Dave Bowen and Lojbab both asked me what I meant by ``abstract syntax''. The
notion is a common one in computing circles (at least the ones I move in); it
is an informal term meaning a ``stripped down'' syntax that shows the kinds of
constructs available, usually in terms appropriate to the language semantics.
(One might think of it as a concrete syntax with all the brackets and
precedence taken out.) The contrasting term is ``concrete syntax'', which
details how things are laid out so as to be unambiguously parseable.

For example, a simple grammar of arithmetic expressions might go:

    Expr ::= Factor | Expr AddOp Factor
    Factor ::= Term | Factor MulOp Term
    Term ::= Id | Number | "(" Expr ")"
    AddOp ::= "+" | "-"
    MulOp ::= "*" | "/"

and an abstract syntax would say

    Expr ::= Expr Op Expr | Id | Number
    Op ::= "+" | "-" | "*" | "/"

If the language has let-declarations and where-declarations for
binding, the concrete syntax may distinguish them

    Expr ::= "let" Dec "in" Expr | Expr "where" Dec
    Dec ::= Id "==" Expr

but the abstract syntax need not

    Expr ::= "letwhere" Dec Expr

(and note that my ``concrete'' syntax above is ambiguous!) Typically the
abstract syntax is shorter than the concrete one and is easier to use for
explaining meanings.

As a more appropriate example, I recall from my Loglan days (now more than ten
years behind me, so forgive me any lapses) that predicates could be conjoined
thus:

    ti preda e prede                        (this foos and bars)
or
    ti ke preda ki prede
or
    ti preda ce prede

and arguments could also be conjoined

    ti e ta preda                           (that and that both foo)
or
    ke ti ki ta preda

with lots of fun to be had in ensuring (by suitable restrictions on what could
appear where, and appropriate use of gi and gu) that the grammar was
unambiguous.
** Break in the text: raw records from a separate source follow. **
//! Resource name derivation from path templates

/// Fragment used for the root path and for templates with no usable text
pub const ROOT_NAME: &str = "root";

/// Derive a resource name fragment from a path template
///
/// Segments are lowercased and joined with `-`; variable braces are dropped.
/// Any character that is not ASCII alphanumeric acts as a separator, so the
/// result is always a valid Kubernetes name token.
///
/// ```
/// use openapi_ingress_generator::derive_name;
///
/// assert_eq!(derive_name("/pets/{petId}"), "pets-petid");
/// assert_eq!(derive_name("/"), "root");
/// ```
pub fn derive_name(template: &str) -> String {
    let name = template
        .split(|c: char| !c.is_ascii_alphanumeric())
        .filter(|segment| !segment.is_empty())
        .map(|segment| segment.to_ascii_lowercase())
        .collect::<Vec<_>>()
        .join("-");

    if name.is_empty() {
        ROOT_NAME.to_string()
    } else {
        name
    }
}

/// Full resource name for one path of a service
pub fn resource_name(service: &str, template: &str) -> String {
    format!("{}-{}", service, derive_name(template))
}

#[cfg(test)]
mod tests {
    use super::*;

    #[test]
    fn test_root_paths() {
        assert_eq!(derive_name(""), "root");
        assert_eq!(derive_name("/"), "root");
        assert_eq!(derive_name("//"), "root");
        assert_eq!(derive_name("/{}"), "root");
    }

    #[test]
    fn test_segments_are_joined() {
        assert_eq!(derive_name("/pets"), "pets");
        assert_eq!(derive_name("/pets/{id}"), "pets-id");
        assert_eq!(derive_name("/Pets/{petId}/Photos"), "pets-petid-photos");
        assert_eq!(derive_name("//pets///owners/"), "pets-owners");
    }

    #[test]
    fn test_punctuation_becomes_separator() {
        assert_eq!(derive_name("/v1.2/pet_store"), "v1-2-pet-store");
        assert_eq!(derive_name("/-weird-/"), "weird");
        assert_eq!(derive_name("/pets/{id}.json"), "pets-id-json");
    }

    #[test]
    fn test_resource_name() {
        assert_eq!(resource_name("petstore", "/pets"), "petstore-pets");
        assert_eq!(resource_name("petstore", "/"), "petstore-root");
    }
}
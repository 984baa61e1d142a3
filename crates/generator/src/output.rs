//! Serialization of generated resources

use openapi_ingress_common::{GeneratorError, Ingress, Result};

/// Line starting every document of a multi-document stream
pub const DOCUMENT_SEPARATOR: &str = "---\n";

/// Encodes a single resource to text
#[cfg_attr(test, mockall::automock)]
pub trait ResourceEncoder {
    fn encode(&self, ingress: &Ingress) -> Result<String>;
}

/// YAML encoder backed by serde_yaml
#[derive(Debug, Clone, Copy, Default)]
pub struct YamlEncoder;

impl ResourceEncoder for YamlEncoder {
    fn encode(&self, ingress: &Ingress) -> Result<String> {
        Ok(serde_yaml::to_string(ingress)?)
    }
}

/// Encode one resource without a document separator
pub fn encode_single(ingress: &Ingress, encoder: &dyn ResourceEncoder) -> Result<String> {
    encoder.encode(ingress).map_err(|e| serialization_error(ingress, e))
}

/// Concatenate resources into one multi-document text, in the given order
///
/// The first failing resource aborts the whole assembly.
pub fn assemble(resources: &[Ingress], encoder: &dyn ResourceEncoder) -> Result<String> {
    let mut output = String::new();

    for ingress in resources {
        let document = encode_single(ingress, encoder)?;
        output.push_str(DOCUMENT_SEPARATOR);
        output.push_str(&document);
        if !document.ends_with('\n') {
            output.push('\n');
        }
    }

    Ok(output)
}

fn serialization_error(ingress: &Ingress, source: GeneratorError) -> GeneratorError {
    match source {
        GeneratorError::Serialization { .. } => source,
        other => GeneratorError::Serialization {
            resource: ingress.name().to_string(),
            reason: other.to_string(),
        },
    }
}
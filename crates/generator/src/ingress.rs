//! Ingress generator
//!
//! Produces either one Ingress covering the whole API or one Ingress per
//! path. Split output is sorted by resource name so repeated runs over the
//! same input are byte-identical.

use crate::builder::build_resource;
use crate::classifier::should_split;
use crate::matcher::{build_match, MatchMode, MatchRule};
use crate::naming::resource_name;
use crate::output::{assemble, encode_single, ResourceEncoder, YamlEncoder};
use crate::registry::{FlagKind, FlagSpec, Generator};
use openapi_ingress_common::{ApiDefinition, GeneratorError, Ingress, Options, Result};
use std::collections::HashSet;
use tracing::{debug, warn};

/// Resources planned for one generation run
#[derive(Debug, Clone, PartialEq, Eq)]
pub enum IngressPlan {
    /// A single Ingress routing every path
    Consolidated(Ingress),
    /// One Ingress per enabled path, sorted by name
    Split(Vec<Ingress>),
}

impl IngressPlan {
    pub fn resources(&self) -> &[Ingress] {
        match self {
            IngressPlan::Consolidated(ingress) => std::slice::from_ref(ingress),
            IngressPlan::Split(resources) => resources,
        }
    }

    pub fn is_split(&self) -> bool {
        matches!(self, IngressPlan::Split(_))
    }
}

/// Generator for `networking.k8s.io/v1` Ingress resources
pub struct IngressGenerator {
    encoder: Box<dyn ResourceEncoder>,
}

impl Default for IngressGenerator {
    fn default() -> Self {
        Self::new()
    }
}

impl IngressGenerator {
    /// Create a generator writing YAML
    pub fn new() -> Self {
        Self::with_encoder(Box::new(YamlEncoder))
    }

    /// Create a generator with a custom resource encoder
    pub fn with_encoder(encoder: Box<dyn ResourceEncoder>) -> Self {
        Self { encoder }
    }

    /// Validate the options and decide which resources to emit
    ///
    /// Paths disabled by the document itself are treated like paths disabled
    /// in `options`, unless `options` has its own entry for the path.
    pub fn plan(&self, options: &Options, api: &ApiDefinition) -> Result<IngressPlan> {
        options.validate().map_err(|e| match e {
            GeneratorError::Validation(msg) => {
                GeneratorError::Validation(format!("failed to validate options: {}", msg))
            }
            other => other,
        })?;

        let options = &with_document_overrides(options, api);

        if should_split(options, &api.paths) {
            debug!(paths = api.paths.len(), "generating one ingress per path");
            Ok(IngressPlan::Split(split_resources(options, api)?))
        } else {
            debug!(paths = api.paths.len(), "generating a single ingress");
            let ingress = consolidated_resource(options, api)?;
            Ok(IngressPlan::Consolidated(ingress))
        }
    }

    /// Serialize a plan; a consolidated plan has no document separator
    pub fn render(&self, plan: &IngressPlan) -> Result<String> {
        match plan {
            IngressPlan::Consolidated(ingress) => encode_single(ingress, self.encoder.as_ref()),
            IngressPlan::Split(resources) => assemble(resources, self.encoder.as_ref()),
        }
    }
}

impl Generator for IngressGenerator {
    fn name(&self) -> &'static str {
        "ingress"
    }

    fn description(&self) -> &'static str {
        "generates a generic ingress definition for your service"
    }

    fn flags(&self) -> Vec<FlagSpec> {
        vec![
            FlagSpec {
                name: "path.base",
                kind: FlagKind::String,
                default: "/",
                help: "a base path for Service endpoints",
            },
            FlagSpec {
                name: "path.split",
                kind: FlagKind::Bool,
                default: "false",
                help: "generate a separate Ingress for each path",
            },
            FlagSpec {
                name: "ingress.class",
                kind: FlagKind::String,
                default: "",
                help: "Ingress class name; if omitted, the cluster default class applies",
            },
        ]
    }

    fn generate(&self, options: &Options, api: &ApiDefinition) -> Result<String> {
        let plan = self.plan(options, api)?;
        self.render(&plan)
    }
}

fn with_document_overrides(options: &Options, api: &ApiDefinition) -> Options {
    let mut options = options.clone();
    options.merge_path_overrides(
        api.paths
            .iter()
            .filter_map(|p| p.disabled.map(|disabled| (p.template.as_str(), disabled))),
    );
    options
}

fn consolidated_resource(options: &Options, api: &ApiDefinition) -> Result<Ingress> {
    let mut rules: Vec<MatchRule> = Vec::with_capacity(api.paths.len());
    for template in api.templates() {
        let rule = build_match(&options.path.base, template, MatchMode::Consolidated);
        if !rules.contains(&rule) {
            rules.push(rule);
        }
    }
    if rules.is_empty() {
        rules.push(MatchRule::base(&options.path.base));
    }

    let name = format!("{}-ingress", options.service.name);
    debug!(name = %name, rules = rules.len(), "built ingress");

    build_resource(
        &name,
        &options.namespace,
        &rules,
        &options.service,
        &options.host,
        &options.ingress.class,
    )
}

fn split_resources(options: &Options, api: &ApiDefinition) -> Result<Vec<Ingress>> {
    let mut resources = Vec::with_capacity(api.paths.len());

    for template in api.templates() {
        if options.is_path_disabled(template) {
            debug!(path = template, "skipping disabled path");
            continue;
        }

        let name = resource_name(&options.service.name, template);
        let rule = build_match(&options.path.base, template, MatchMode::Split);
        debug!(name = %name, path = %rule.path, "built ingress");

        resources.push(build_resource(
            &name,
            &options.namespace,
            std::slice::from_ref(&rule),
            &options.service,
            &options.host,
            &options.ingress.class,
        )?);
    }

    if resources.is_empty() {
        warn!("every path is disabled, no ingress resources generated");
    }

    resources.sort_by(|a, b| sort_key(a).cmp(&sort_key(b)));
    make_names_unique(&mut resources);
    resources.sort_by(|a, b| a.metadata.name.cmp(&b.metadata.name));

    Ok(resources)
}

fn sort_key(ingress: &Ingress) -> (&str, Option<&str>) {
    (
        ingress.name(),
        ingress.http_paths().next().map(|p| p.path.as_str()),
    )
}

/// Suffix names shared by several paths, e.g. `/pets` and `/pets/`
///
/// A suffixed name never takes the name another path derives on its own.
fn make_names_unique(resources: &mut [Ingress]) {
    let natural: HashSet<String> = resources
        .iter()
        .map(|ingress| ingress.metadata.name.clone())
        .collect();
    let mut used: HashSet<String> = HashSet::with_capacity(resources.len());

    for ingress in resources.iter_mut() {
        let base = ingress.metadata.name.clone();
        let mut candidate = base.clone();
        let mut n = 2;
        while used.contains(&candidate) || (candidate != base && natural.contains(&candidate))
        {
            candidate = format!("{}-{}", base, n);
            n += 1;
        }
        if candidate != base {
            warn!(name = %base, renamed = %candidate, "duplicate ingress name");
            ingress.metadata.name = candidate.clone();
        }
        used.insert(candidate);
    }
}
use realtime_store::{MemoryStore, Rules};
use serde_json::{json, Value};
use store_api::{Delivery, DocumentStore, EventLogStore, Feed, Keyed, StoreError};
use tokio::time::{timeout, Duration};

async fn next(feed: &mut Feed) -> Delivery {
    timeout(Duration::from_millis(500), feed.recv())
        .await
        .expect("delivery in time")
        .expect("feed open")
}

async fn next_snapshot(feed: &mut Feed) -> Vec<Keyed<Value>> {
    match next(feed).await {
        Delivery::Snapshot(items) => items,
        Delivery::Error(err) => panic!("unexpected error {err}"),
    }
}

#[tokio::test]
async fn ephemeral_entry_vanishes_when_owner_drops() {
    let store = MemoryStore::new();
    let alice = store.connect(Some("alice"));
    let bob = store.connect(Some("bob"));
    let mut feed = bob.listen("onlineUsers");
    assert!(next_snapshot(&mut feed).await.is_empty());

    alice
        .set_ephemeral(
            "onlineUsers/alice",
            json!({"displayName": "Alice", "roomId": "math-101", "lastSeen": {".sv": "timestamp"}}),
        )
        .await
        .unwrap();
    let snap = next_snapshot(&mut feed).await;
    assert_eq!(snap.len(), 1);
    assert!(snap[0].value["lastSeen"].is_i64());

    alice.disconnect();
    assert!(next_snapshot(&mut feed).await.is_empty());
    assert!(store.read("onlineUsers/alice").is_none());
    assert_eq!(
        alice.remove("onlineUsers/alice").await,
        Err(StoreError::Disconnected)
    );
}

#[tokio::test]
async fn dropping_connection_fires_hooks() {
    let store = MemoryStore::new();
    {
        let conn = store.connect(Some("u"));
        conn.set_ephemeral("onlineUsers/u", json!({"roomId": "r"}))
            .await
            .unwrap();
        assert!(store.read("onlineUsers/u").is_some());
    }
    assert!(store.read("onlineUsers/u").is_none());
}

#[tokio::test]
async fn pushes_are_delivered_in_key_order() {
    let store = MemoryStore::new();
    let conn = store.connect(None);
    let mut feed = conn.listen("rooms/r/messages");
    next_snapshot(&mut feed).await;
    let mut keys = Vec::new();
    for i in 0..5 {
        keys.push(conn.push("rooms/r/messages", json!({"n": i})).await.unwrap());
    }
    let mut last = Vec::new();
    for _ in 0..5 {
        last = next_snapshot(&mut feed).await;
    }
    let delivered: Vec<_> = last.iter().map(|k| k.id.clone()).collect();
    assert_eq!(delivered, keys);
}

#[tokio::test]
async fn removing_absent_path_is_quiet() {
    let store = MemoryStore::new();
    let conn = store.connect(None);
    let mut feed = conn.listen("onlineUsers");
    next_snapshot(&mut feed).await;
    conn.remove("onlineUsers/ghost").await.unwrap();
    conn.remove("onlineUsers/ghost").await.unwrap();
    assert!(timeout(Duration::from_millis(50), feed.recv()).await.is_err());
}

#[tokio::test]
async fn documents_update_delete_and_query() {
    let store = MemoryStore::new();
    let conn = store.connect(Some("u1"));
    let mut r1 = conn.listen_query("notes", "roomId", &json!("r1"));
    let mut r2 = conn.listen_query("notes", "roomId", &json!("r2"));
    next_snapshot(&mut r1).await;
    next_snapshot(&mut r2).await;

    let id = conn
        .add("notes", json!({"roomId": "r1", "title": "T", "createdAt": {".sv": "timestamp"}}))
        .await
        .unwrap();
    let snap = next_snapshot(&mut r1).await;
    assert_eq!(snap[0].id, id);
    assert!(snap[0].value["createdAt"].is_i64());
    // untouched query stays silent
    assert!(timeout(Duration::from_millis(50), r2.recv()).await.is_err());

    conn.update("notes", &id, json!({"title": "T2"})).await.unwrap();
    assert_eq!(next_snapshot(&mut r1).await[0].value["title"], "T2");

    conn.delete("notes", &id).await.unwrap();
    assert!(next_snapshot(&mut r1).await.is_empty());
    conn.delete("notes", &id).await.unwrap();
    assert!(matches!(
        conn.update("notes", &id, json!({"title": "x"})).await,
        Err(StoreError::NotFound(_))
    ));
}

#[tokio::test]
async fn owner_rule_blocks_other_users() {
    let store = MemoryStore::with_rules(Rules::new().owner_field("notes", "userId"));
    let owner = store.connect(Some("u1"));
    let other = store.connect(Some("u2"));
    let id = owner
        .add("notes", json!({"roomId": "r", "userId": "u1"}))
        .await
        .unwrap();
    assert!(matches!(
        other.update("notes", &id, json!({"title": "x"})).await,
        Err(StoreError::PermissionDenied(_))
    ));
    assert!(matches!(
        other.delete("notes", &id).await,
        Err(StoreError::PermissionDenied(_))
    ));
    owner.delete("notes", &id).await.unwrap();
}

#[tokio::test]
async fn deny_fails_live_and_new_listeners() {
    let store = MemoryStore::new();
    let conn = store.connect(None);
    let mut feed = conn.listen("rooms/r/messages");
    next_snapshot(&mut feed).await;
    store.deny("rooms/r");
    assert!(matches!(
        next(&mut feed).await,
        Delivery::Error(StoreError::PermissionDenied(_))
    ));
    assert!(feed.recv().await.is_none());

    let mut again = conn.listen("rooms/r/messages");
    assert!(matches!(next(&mut again).await, Delivery::Error(_)));
    assert!(conn.push("rooms/r/messages", json!({})).await.is_err());
    assert!(conn.push("rooms/other/messages", json!({})).await.is_ok());
}

#[tokio::test]
async fn unlisten_stops_deliveries() {
    let store = MemoryStore::new();
    let conn = store.connect(None);
    let mut feed = conn.listen("rooms/r/messages");
    next_snapshot(&mut feed).await;
    conn.unlisten(feed.id);
    conn.unlisten(feed.id);
    assert_eq!(store.listener_count(), 0);
    conn.push("rooms/r/messages", json!({})).await.unwrap();
    assert!(feed.recv().await.is_none());
}

#[tokio::test]
async fn persisted_store_keeps_durable_data_only() {
    let dir = tempfile::tempdir().unwrap();
    let file = dir.path().join("store.json");
    {
        let store = MemoryStore::open(&file, Rules::new()).await.unwrap();
        let conn = store.connect(Some("u"));
        conn.push("rooms/r/messages", json!({"text": "hi"}))
            .await
            .unwrap();
        conn.set_ephemeral("onlineUsers/u", json!({"roomId": "r"}))
            .await
            .unwrap();
        conn.add("notes", json!({"roomId": "r", "title": "T"}))
            .await
            .unwrap();
    }
    let store = MemoryStore::open(&file, Rules::new()).await.unwrap();
    let conn = store.connect(None);
    let mut chat = conn.listen("rooms/r/messages");
    assert_eq!(next_snapshot(&mut chat).await.len(), 1);
    let mut presence = conn.listen("onlineUsers");
    assert!(next_snapshot(&mut presence).await.is_empty());
    let mut notes = conn.listen_query("notes", "roomId", &json!("r"));
    assert_eq!(next_snapshot(&mut notes).await.len(), 1);
}
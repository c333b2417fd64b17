//! Boundary between the study room core and the external realtime data
//! service: logical paths, wire records, snapshot delivery and the two store
//! traits (ordered event log tree, mutable document collections).

use futures::future::BoxFuture;
use serde::{Deserialize, Serialize};
use serde_json::Value;
use thiserror::Error;
use tokio::sync::mpsc::UnboundedReceiver;

mod records;

pub use records::{MessageRecord, NotePatch, NoteRecord, PresenceRecord, Timestamp};

/// Root of the global presence map, one child per user id.
pub const PRESENCE_ROOT: &str = "onlineUsers";

/// Document collection holding every room's notes.
pub const NOTES_COLLECTION: &str = "notes";

/// Placeholder the store replaces with its own clock on write.
pub const SERVER_TIMESTAMP_KEY: &str = ".sv";

/// Ordered event log for one room's chat.
pub fn messages_path(room_id: &str) -> String {
    format!("rooms/{room_id}/messages")
}

/// Presence entry for one user.
pub fn presence_path(user_id: &str) -> String {
    format!("{PRESENCE_ROOT}/{user_id}")
}

/// The `{".sv":"timestamp"}` placeholder as a JSON value.
pub fn server_timestamp() -> Value {
    serde_json::json!({ SERVER_TIMESTAMP_KEY: "timestamp" })
}

/// Whether a single path segment is usable as a key.
pub fn is_valid_key(key: &str) -> bool {
    !key.is_empty()
        && !key
            .chars()
            .any(|c| matches!(c, '.' | '$' | '#' | '[' | ']' | '/') || c.is_control())
}

/// Errors reported by a store call or pushed through a listener.
#[derive(Debug, Error, Clone, PartialEq, Eq, Serialize, Deserialize)]
pub enum StoreError {
    #[error("not found: {0}")]
    NotFound(String),
    #[error("permission denied: {0}")]
    PermissionDenied(String),
    #[error("transport failure: {0}")]
    Transport(String),
    #[error("connection closed")]
    Disconnected,
}

pub type StoreResult<T> = Result<T, StoreError>;

/// Identifier of a registered listener, unique per store.
pub type ListenerId = u64;

/// A child of a snapshot together with its store key.
#[derive(Debug, Clone, PartialEq, Serialize, Deserialize)]
pub struct Keyed<T> {
    pub id: String,
    pub value: T,
}

/// What a listener receives: the complete current result set, or an error.
#[derive(Debug, Clone, PartialEq)]
pub enum Delivery {
    Snapshot(Vec<Keyed<Value>>),
    Error(StoreError),
}

/// Receiving end of a registered listener.
///
/// The first delivery carries the state at registration time. The channel
/// closes after an error, after `unlisten` or when the connection drops.
#[derive(Debug)]
pub struct Feed {
    pub id: ListenerId,
    pub rx: UnboundedReceiver<Delivery>,
}

impl Feed {
    pub async fn recv(&mut self) -> Option<Delivery> {
        self.rx.recv().await
    }
}

/// Tree-shaped realtime store: ordered event logs plus ephemeral entries.
pub trait EventLogStore: Send + Sync {
    /// Append a child under `path` with a fresh, time-ordered key.
    fn push<'a>(&'a self, path: &'a str, value: Value) -> BoxFuture<'a, StoreResult<String>>;

    /// Write `value` at `path` and, in the same step, arm its removal for
    /// when this connection is lost.
    fn set_ephemeral<'a>(&'a self, path: &'a str, value: Value) -> BoxFuture<'a, StoreResult<()>>;

    /// Delete the value at `path`. Deleting an absent value succeeds.
    fn remove<'a>(&'a self, path: &'a str) -> BoxFuture<'a, StoreResult<()>>;

    /// Receive every child of `path` now and after each change.
    fn listen(&self, path: &str) -> Feed;

    /// Stop a listener. Unknown or already removed ids are ignored.
    fn unlisten(&self, id: ListenerId);
}

/// Collection-of-documents store with equality queries.
pub trait DocumentStore: Send + Sync {
    /// Insert a document and return its generated id.
    fn add<'a>(&'a self, collection: &'a str, fields: Value) -> BoxFuture<'a, StoreResult<String>>;

    /// Merge `patch` into an existing document; `NotFound` when it is gone.
    fn update<'a>(
        &'a self,
        collection: &'a str,
        id: &'a str,
        patch: Value,
    ) -> BoxFuture<'a, StoreResult<()>>;

    /// Delete a document. Deleting an absent document succeeds.
    fn delete<'a>(&'a self, collection: &'a str, id: &'a str) -> BoxFuture<'a, StoreResult<()>>;

    /// Receive every document whose `field` equals `value`, now and after
    /// each change to that result set.
    fn listen_query(&self, collection: &str, field: &str, value: &Value) -> Feed;

    /// Stop a query listener. Unknown or already removed ids are ignored.
    fn unlisten_query(&self, id: ListenerId);
}
use anyhow::Result;
use clap::Parser;
use tracing_subscriber::EnvFilter;

use studyroom::config::{Cli, Config};

#[tokio::main]
async fn main() -> Result<()> {
    let cli = Cli::parse();
    let cfg = Config::load(&cli)?;
    let level = if cfg.logging_enabled { "info" } else { "warn" };
    let filter = EnvFilter::try_from_default_env().unwrap_or_else(|_| EnvFilter::new(level));
    tracing_subscriber::fmt()
        .with_env_filter(filter)
        .with_writer(std::io::stderr)
        .init();
    studyroom::app::run(cfg).await
}
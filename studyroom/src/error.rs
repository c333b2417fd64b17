use store_api::StoreError;
use thiserror::Error;

/// Failures surfaced to the panel that triggered them.
#[derive(Debug, Error, Clone, PartialEq, Eq)]
pub enum RoomError {
    /// Input rejected before any store call.
    #[error("{0}")]
    Validation(&'static str),
    /// The mutation target no longer exists; refresh from the next snapshot.
    #[error("not found: {0}")]
    NotFound(String),
    /// Store call or listener failed.
    #[error("{0}")]
    Transport(String),
    #[error("only the author may change this note")]
    Forbidden,
    #[error("unknown room: {0}")]
    UnknownRoom(String),
    #[error("not signed in")]
    IdentityLost,
    #[error("room session is no longer active")]
    Inactive,
}

impl From<StoreError> for RoomError {
    fn from(err: StoreError) -> Self {
        match err {
            StoreError::NotFound(what) => RoomError::NotFound(what),
            other => RoomError::Transport(other.to_string()),
        }
    }
}

pub type RoomResult<T> = Result<T, RoomError>;
use std::collections::HashMap;

use serde_json::Value;
use store_api::{Delivery, Keyed, ListenerId, StoreError};
use tokio::sync::mpsc::{unbounded_channel, UnboundedReceiver, UnboundedSender};

use crate::ConnId;

/// What a listener is attached to.
#[derive(Debug, Clone, PartialEq, Eq, Hash)]
pub enum Topic {
    /// Children of a tree path.
    Tree(String),
    /// Documents of a collection.
    Collection(String),
}

impl Topic {
    /// Path used for access checks.
    pub fn path(&self) -> &str {
        match self {
            Topic::Tree(p) | Topic::Collection(p) => p,
        }
    }
}

/// Equality filter of a collection query.
#[derive(Debug, Clone, PartialEq)]
pub struct Filter {
    pub field: String,
    pub value: Value,
}

impl Filter {
    pub fn matches(&self, doc: &Value) -> bool {
        doc.get(&self.field) == Some(&self.value)
    }
}

struct Listener {
    id: ListenerId,
    conn: ConnId,
    filter: Option<Filter>,
    tx: UnboundedSender<Delivery>,
}

/// Fan-out of snapshots to listeners, grouped by topic. Listeners whose
/// receiver is gone are pruned on the next publish.
#[derive(Default)]
pub struct ListenerBus {
    topics: HashMap<Topic, Vec<Listener>>,
    next_id: ListenerId,
}

impl ListenerBus {
    pub fn new() -> Self {
        Self::default()
    }

    /// Allocate an id without registering anything, for feeds that are
    /// closed from the start.
    pub fn reserve_id(&mut self) -> ListenerId {
        self.next_id += 1;
        self.next_id
    }

    /// Register a listener and hand it `initial` as its first delivery.
    pub fn subscribe(
        &mut self,
        topic: Topic,
        conn: ConnId,
        filter: Option<Filter>,
        initial: Vec<Keyed<Value>>,
    ) -> (ListenerId, UnboundedReceiver<Delivery>) {
        let id = self.reserve_id();
        let (tx, rx) = unbounded_channel();
        let _ = tx.send(Delivery::Snapshot(initial));
        self.topics.entry(topic).or_default().push(Listener {
            id,
            conn,
            filter,
            tx,
        });
        (id, rx)
    }

    /// Offer a delivery to every listener on `topic`; `make` decides per
    /// listener filter whether it gets one.
    pub fn publish_with<F>(&mut self, topic: &Topic, mut make: F)
    where
        F: FnMut(Option<&Filter>) -> Option<Vec<Keyed<Value>>>,
    {
        if let Some(list) = self.topics.get_mut(topic) {
            list.retain(|l| match make(l.filter.as_ref()) {
                Some(snapshot) => l.tx.send(Delivery::Snapshot(snapshot)).is_ok(),
                None => !l.tx.is_closed(),
            });
            if list.is_empty() {
                self.topics.remove(topic);
            }
        }
    }

    /// Drop a listener. Returns whether it was registered.
    pub fn remove(&mut self, id: ListenerId) -> bool {
        let mut found = false;
        self.topics.retain(|_, list| {
            list.retain(|l| {
                let hit = l.id == id;
                found |= hit;
                !hit
            });
            !list.is_empty()
        });
        found
    }

    /// Drop every listener owned by a connection. Each one gets a final
    /// `Disconnected` error first.
    pub fn drop_connection(&mut self, conn: ConnId) -> usize {
        let mut dropped = 0;
        self.topics.retain(|_, list| {
            list.retain(|l| {
                if l.conn != conn {
                    return true;
                }
                let _ = l.tx.send(Delivery::Error(StoreError::Disconnected));
                dropped += 1;
                false
            });
            !list.is_empty()
        });
        dropped
    }

    /// Push `err` to every listener whose topic path passes `select`, then
    /// drop them.
    pub fn fail_where<P>(&mut self, mut select: P, err: &StoreError) -> usize
    where
        P: FnMut(&Topic) -> bool,
    {
        let mut failed = 0;
        self.topics.retain(|topic, list| {
            if !select(topic) {
                return true;
            }
            for l in list.drain(..) {
                let _ = l.tx.send(Delivery::Error(err.clone()));
                failed += 1;
            }
            false
        });
        failed
    }

    pub fn listener_count(&self) -> usize {
        self.topics.values().map(Vec::len).sum()
    }
}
This is all very well in arranging the suitable linear token
stream for parsing, but a right royal pain when trying to determine what kinds
of operations could be applied to what.

An abstract syntax would contain clauses like:

    Arg ::= Arg Connective Arg
    Pred ::= Pred Connective Pred

with Connective including the logical connectives (and perhaps the causative
ones too), and leave it to an unparsing scheme to choose an unambiguous
rendering into tokens.

A useful thing about an abstract syntax is that it makes it easy to ``see''
missing parts of the grammar: for example, suppose that if ``preda'' is a
predicate and ``ti'' is an argument, is ``preda ti'' a predicate? Why (or why
not?) If it is, can I conjoin it with another predicate - ie can I say

    ti (preda e (prede ta))

where the brackets are to show the abstract structure? If not, why not?

I hope I have made myself clearer.

Regards, Kers.  | "See the darkness all around   is coming down on you."
Renaissance.    | [Running Hard]